Urban planning theory

The defensible space theory of architect and city planner Oscar Newman encompasses ideas about crime prevention and neighborhood safety. Newman argues that architectural and environmental design play a crucial part in increasing or reducing criminality. The theory was developed in the early 1970s, and he wrote his first book on the topic, Defensible Space, in 1972. The book contains a study from New York that pointed out that higher crime rates existed in high-rise housing projects than in low-rise complexes. This, he concluded, was because residents felt no control or personal responsibility for an area occupied by so many people. Throughout his study, Newman focused on explaining his ideas on social control, crime prevention, and public health in relation to community design.

== Theory ==
As defined in Newman's book Design Guidelines for Creating Defensible Space, defensible space is "a residential environment whose physical characteristics—building layout and site plan—function to allow inhabitants themselves to become key agents in ensuring their security." He goes on to explain that a housing development is only defensible if residents intend to adopt this role, which is defined by good design: "Defensible space therefore is a sociophysical phenomenon," says Newman. Both society and physical elements are parts of a successful defensible space.

The theory argues that an area is safer when people feel a sense of ownership and responsibility for that piece of a community. Newman asserts that "the criminal is isolated because his turf is removed" when each space in an area is owned and cared for by a responsible party. If an intruder can sense a watchful community, he feels less secure committing his crime. The idea is that crime and delinquency can be controlled and mitigated through environmental design.

There are five factors that make a defensible space:
1. Territoriality – the idea that one's home is sacred
2. Natural surveillance – the link between an area's physical characteristics and the residents' ability to see what is happening
3. Image – the capacity of the physical design to impart a sense of security
4. Milieu – other features that may affect security, such as proximity to a police substation or busy commercial area
5. Safe Adjoining Areas - for better security, residents obtain higher ability of surveillance of adjoining area through designing the adjoining area

The concept of defensible space is controversial. A United States Department of Justice experiment in Hartford, Connecticut, closed streets and assigned police teams to certain neighborhoods. New public housing projects were designed around ideas of limited access to the city, but Hartford did not show any dramatic drop in crime.

== Intention ==

The intention of physical features is to create a sense of territorialism in community members which will ensure a safe living environment for those that care for it. Defensible space works with a hierarchy of living and community spaces. According to the theory, housing developments that evoke territorialism are "the strongest deterrents to criminal and vandal activity." Housing should be grouped in such a way that members feel a mutual benefit. Also to deter crime, areas should be defined for function, paths should be defined for movement, outdoor areas should be juxtaposed with homes, and indoor spaces should visually provide for close watch of outside areas.

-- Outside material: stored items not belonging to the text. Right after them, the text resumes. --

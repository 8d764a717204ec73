//! Schema-driven response validation
//!
//! Field values are collected per logical field, then checked against the
//! constraints the schema author attached to that field. A form is only
//! valid when every validated field is; all fields are checked in one pass
//! so that every error can be shown at once.

pub mod config;
pub mod constraints;
pub mod engine;
pub mod messages;

use indexmap::IndexMap;
use serde::{Deserialize, Serialize};
use thiserror::Error;

pub use config::{extract, FieldConfig, ValidationConfig};
pub use constraints::{Constraint, ConstraintKind};
pub use engine::{FormValidation, MessageDisplay, ValidationEngine};
pub use messages::Messages;

/// Error types for validation configuration
#[derive(Error, Debug, Clone, PartialEq)]
pub enum ValidationError {
    #[error("Unknown constraint: {0}")]
    UnknownConstraint(String),

    #[error("Invalid parameter for constraint '{constraint}': {reason}")]
    InvalidParameter { constraint: String, reason: String },

    #[error("Field with validation has no id")]
    MissingFieldId,

    #[error("Malformed validation configuration: {0}")]
    Malformed(String),
}

/// The collected state of one field
#[derive(Clone, Debug, PartialEq, Eq, Serialize, Deserialize)]
#[serde(untagged)]
pub enum FieldValue {
    /// Raw values of every contributing control, in document order
    Values(Vec<String>),

    /// The field was deliberately excluded from validation
    Skipped,
}

impl FieldValue {
    pub fn values<I, S>(values: I) -> Self
    where
        I: IntoIterator<Item = S>,
        S: Into<String>,
    {
        FieldValue::Values(values.into_iter().map(Into::into).collect())
    }

    pub fn is_skipped(&self) -> bool {
        matches!(self, FieldValue::Skipped)
    }

    pub fn as_values(&self) -> Option<&[String]> {
        match self {
            FieldValue::Values(values) => Some(values),
            FieldValue::Skipped => None,
        }
    }
}

/// Field id -> collected state, for every field of a form
pub type FieldValues = IndexMap<String, FieldValue>;

/// Field id -> validated values; this is what gets queued and transmitted
pub type Responses = IndexMap<String, Vec<String>>;

/// Outcome of validating a whole form
#[derive(Clone, Debug, PartialEq)]
pub enum ValidationResult {
    Valid(Responses),
    Invalid,
}

impl ValidationResult {
    pub fn is_valid(&self) -> bool {
        matches!(self, ValidationResult::Valid(_))
    }

    pub fn into_responses(self) -> Option<Responses> {
        match self {
            ValidationResult::Valid(responses) => Some(responses),
            ValidationResult::Invalid => None,
        }
    }
}
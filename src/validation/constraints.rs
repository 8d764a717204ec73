//! The constraint library
//!
//! Every constraint is a pure predicate over the raw values collected for one
//! field. Parameters are checked when a rule set is built, so an unknown
//! constraint name never reaches evaluation.

use std::fmt;
use std::str::FromStr;

use serde_json::{Map, Value};

use super::{FieldValue, FieldValues, ValidationError};

/// Names of the supported constraints
#[derive(Clone, Copy, Debug, PartialEq, Eq, Hash)]
pub enum ConstraintKind {
    Optional,
    Min,
    Max,
    Equal,
}

impl ConstraintKind {
    pub const ALL: [ConstraintKind; 4] = [
        ConstraintKind::Optional,
        ConstraintKind::Min,
        ConstraintKind::Max,
        ConstraintKind::Equal,
    ];

    pub fn name(self) -> &'static str {
        match self {
            ConstraintKind::Optional => "optional",
            ConstraintKind::Min => "min",
            ConstraintKind::Max => "max",
            ConstraintKind::Equal => "equal",
        }
    }
}

impl fmt::Display for ConstraintKind {
    fn fmt(&self, f: &mut fmt::Formatter<'_>) -> fmt::Result {
        f.write_str(self.name())
    }
}

impl FromStr for ConstraintKind {
    type Err = ValidationError;

    fn from_str(s: &str) -> Result<Self, Self::Err> {
        ConstraintKind::ALL
            .into_iter()
            .find(|kind| kind.name() == s)
            .ok_or_else(|| ValidationError::UnknownConstraint(s.to_string()))
    }
}

/// A constraint together with its parameter
#[derive(Clone, Debug, PartialEq)]
pub enum Constraint {
    /// `true` lets the field be left empty
    Optional(bool),

    /// Lower bound; `None` when the declared bound was not a finite number
    Min(Option<f64>),

    /// Upper bound; `None` when the declared bound was not a finite number
    Max(Option<f64>),

    /// Id of the field whose values must match
    Equal(String),
}

impl Constraint {
    /// Build a constraint from its declared name and JSON parameter
    pub fn parse(name: &str, param: &Value) -> Result<Self, ValidationError> {
        let kind: ConstraintKind = name.parse()?;

        Ok(match kind {
            ConstraintKind::Optional => Constraint::Optional(is_truthy(param)),
            ConstraintKind::Min => Constraint::Min(parse_bound(kind, param)),
            ConstraintKind::Max => Constraint::Max(parse_bound(kind, param)),
            ConstraintKind::Equal => match param {
                Value::String(target) if !target.is_empty() => Constraint::Equal(target.clone()),
                other => {
                    return Err(ValidationError::InvalidParameter {
                        constraint: kind.name().to_string(),
                        reason: format!("expected a field id, got {}", other),
                    })
                }
            },
        })
    }

    pub fn kind(&self) -> ConstraintKind {
        match self {
            Constraint::Optional(_) => ConstraintKind::Optional,
            Constraint::Min(_) => ConstraintKind::Min,
            Constraint::Max(_) => ConstraintKind::Max,
            Constraint::Equal(_) => ConstraintKind::Equal,
        }
    }

    /// The parameter as it is shown to respondents and written back to JSON
    pub fn param(&self) -> Value {
        match self {
            Constraint::Optional(optional) => Value::Bool(*optional),
            Constraint::Min(bound) | Constraint::Max(bound) => bound
                .and_then(serde_json::Number::from_f64)
                .map(Value::Number)
                .unwrap_or(Value::Null),
            Constraint::Equal(target) => Value::String(target.clone()),
        }
    }

    /// Evaluate this constraint against one field's values.
    ///
    /// `all` is only consulted by cross-field constraints.
    pub fn evaluate(&self, values: &[String], all: &FieldValues) -> bool {
        match self {
            Constraint::Optional(optional) => check_optional(values, *optional),
            Constraint::Min(bound) => check_bound(values, *bound, |v, min| v >= min),
            Constraint::Max(bound) => check_bound(values, *bound, |v, max| v <= max),
            Constraint::Equal(target) => check_equal(values, target, all),
        }
    }
}

/// A field's constraints in declaration order
#[derive(Clone, Debug, Default, PartialEq)]
pub struct RuleSet {
    constraints: Vec<Constraint>,
}

impl RuleSet {
    pub fn new(constraints: Vec<Constraint>) -> Self {
        Self { constraints }
    }

    /// Parse a declared `validation` object, keeping the author's order.
    ///
    /// Keys listed in `ignore` (such as the stamped `type`) are skipped.
    pub fn from_map(map: &Map<String, Value>, ignore: &[&str]) -> Result<Self, ValidationError> {
        let constraints = map
            .iter()
            .filter(|(name, _)| !ignore.contains(&name.as_str()))
            .map(|(name, param)| Constraint::parse(name, param))
            .collect::<Result<Vec<_>, _>>()?;

        Ok(Self { constraints })
    }

    pub fn iter(&self) -> impl Iterator<Item = &Constraint> {
        self.constraints.iter()
    }

    pub fn is_empty(&self) -> bool {
        self.constraints.is_empty()
    }

    /// The first constraint the values fail, if any
    pub fn first_failure(&self, values: &[String], all: &FieldValues) -> Option<&Constraint> {
        self.constraints
            .iter()
            .find(|constraint| !constraint.evaluate(values, all))
    }

    /// Ids of fields referenced by cross-field constraints
    pub fn dependencies(&self) -> impl Iterator<Item = &str> {
        self.constraints.iter().filter_map(|constraint| match constraint {
            Constraint::Equal(target) => Some(target.as_str()),
            _ => None,
        })
    }

    pub fn to_map(&self) -> Map<String, Value> {
        self.constraints
            .iter()
            .map(|constraint| (constraint.kind().name().to_string(), constraint.param()))
            .collect()
    }
}

/// JavaScript-style truthiness of a JSON parameter
fn is_truthy(value: &Value) -> bool {
    match value {
        Value::Null => false,
        Value::Bool(b) => *b,
        Value::Number(n) => n.as_f64().map_or(false, |f| f != 0.0 && !f.is_nan()),
        Value::String(s) => !s.is_empty(),
        Value::Array(_) | Value::Object(_) => true,
    }
}

fn parse_bound(kind: ConstraintKind, param: &Value) -> Option<f64> {
    let bound = match param {
        Value::Number(n) => n.as_f64().filter(|f| f.is_finite()),
        Value::String(s) => parse_number(s),
        _ => None,
    };

    if bound.is_none() {
        log::warn!("Constraint '{}' has a non-numeric bound {}; it will always fail", kind, param);
    }

    bound
}

/// Parse a raw control value as a finite number
pub fn parse_number(raw: &str) -> Option<f64> {
    raw.trim().parse::<f64>().ok().filter(|f| f.is_finite())
}

fn check_optional(values: &[String], optional: bool) -> bool {
    if optional {
        return true;
    }

    !values.is_empty() && values.iter().all(|v| !v.is_empty())
}

fn check_bound(values: &[String], bound: Option<f64>, within: impl Fn(f64, f64) -> bool) -> bool {
    let Some(bound) = bound else {
        return false;
    };

    if values.is_empty() {
        return false;
    }

    values
        .iter()
        .all(|raw| parse_number(raw).map_or(false, |v| within(v, bound)))
}

fn check_equal(values: &[String], target: &str, all: &FieldValues) -> bool {
    match all.get(target) {
        Some(FieldValue::Skipped) => true,
        Some(FieldValue::Values(expected)) => {
            values.len() == expected.len()
                && values.iter().all(|v| expected.contains(v))
                && expected.iter().all(|v| values.contains(v))
        }
        None => {
            log::error!("Constraint 'equal' refers to unknown field '{}'", target);
            false
        }
    }
}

Newman holds that through good design, people should not only feel comfortable questioning what is happening in their surroundings, but they should feel obligated to do so. Any intruder should be able to sense the existence of a watchful community and avoid the situation altogether. Criminals fear the likelihood that a resident, upon viewing the intrusion, would then question their actions. This is highly effective in neighborhoods that cannot afford professional crime watch.

The defensible space theory is applicable to any type of planned space. From low density housing to high rises, the key is the development of a communal area in which residents can "extend the realm of their homes and the zone of felt responsibility." Circulation paths and common entry are important aspects of defensible design as well. Residents must also feel a need to extend their protective attitudes to locations where property and urban streets and surroundings connect. The interfacing between private property and community space should be protected similarly.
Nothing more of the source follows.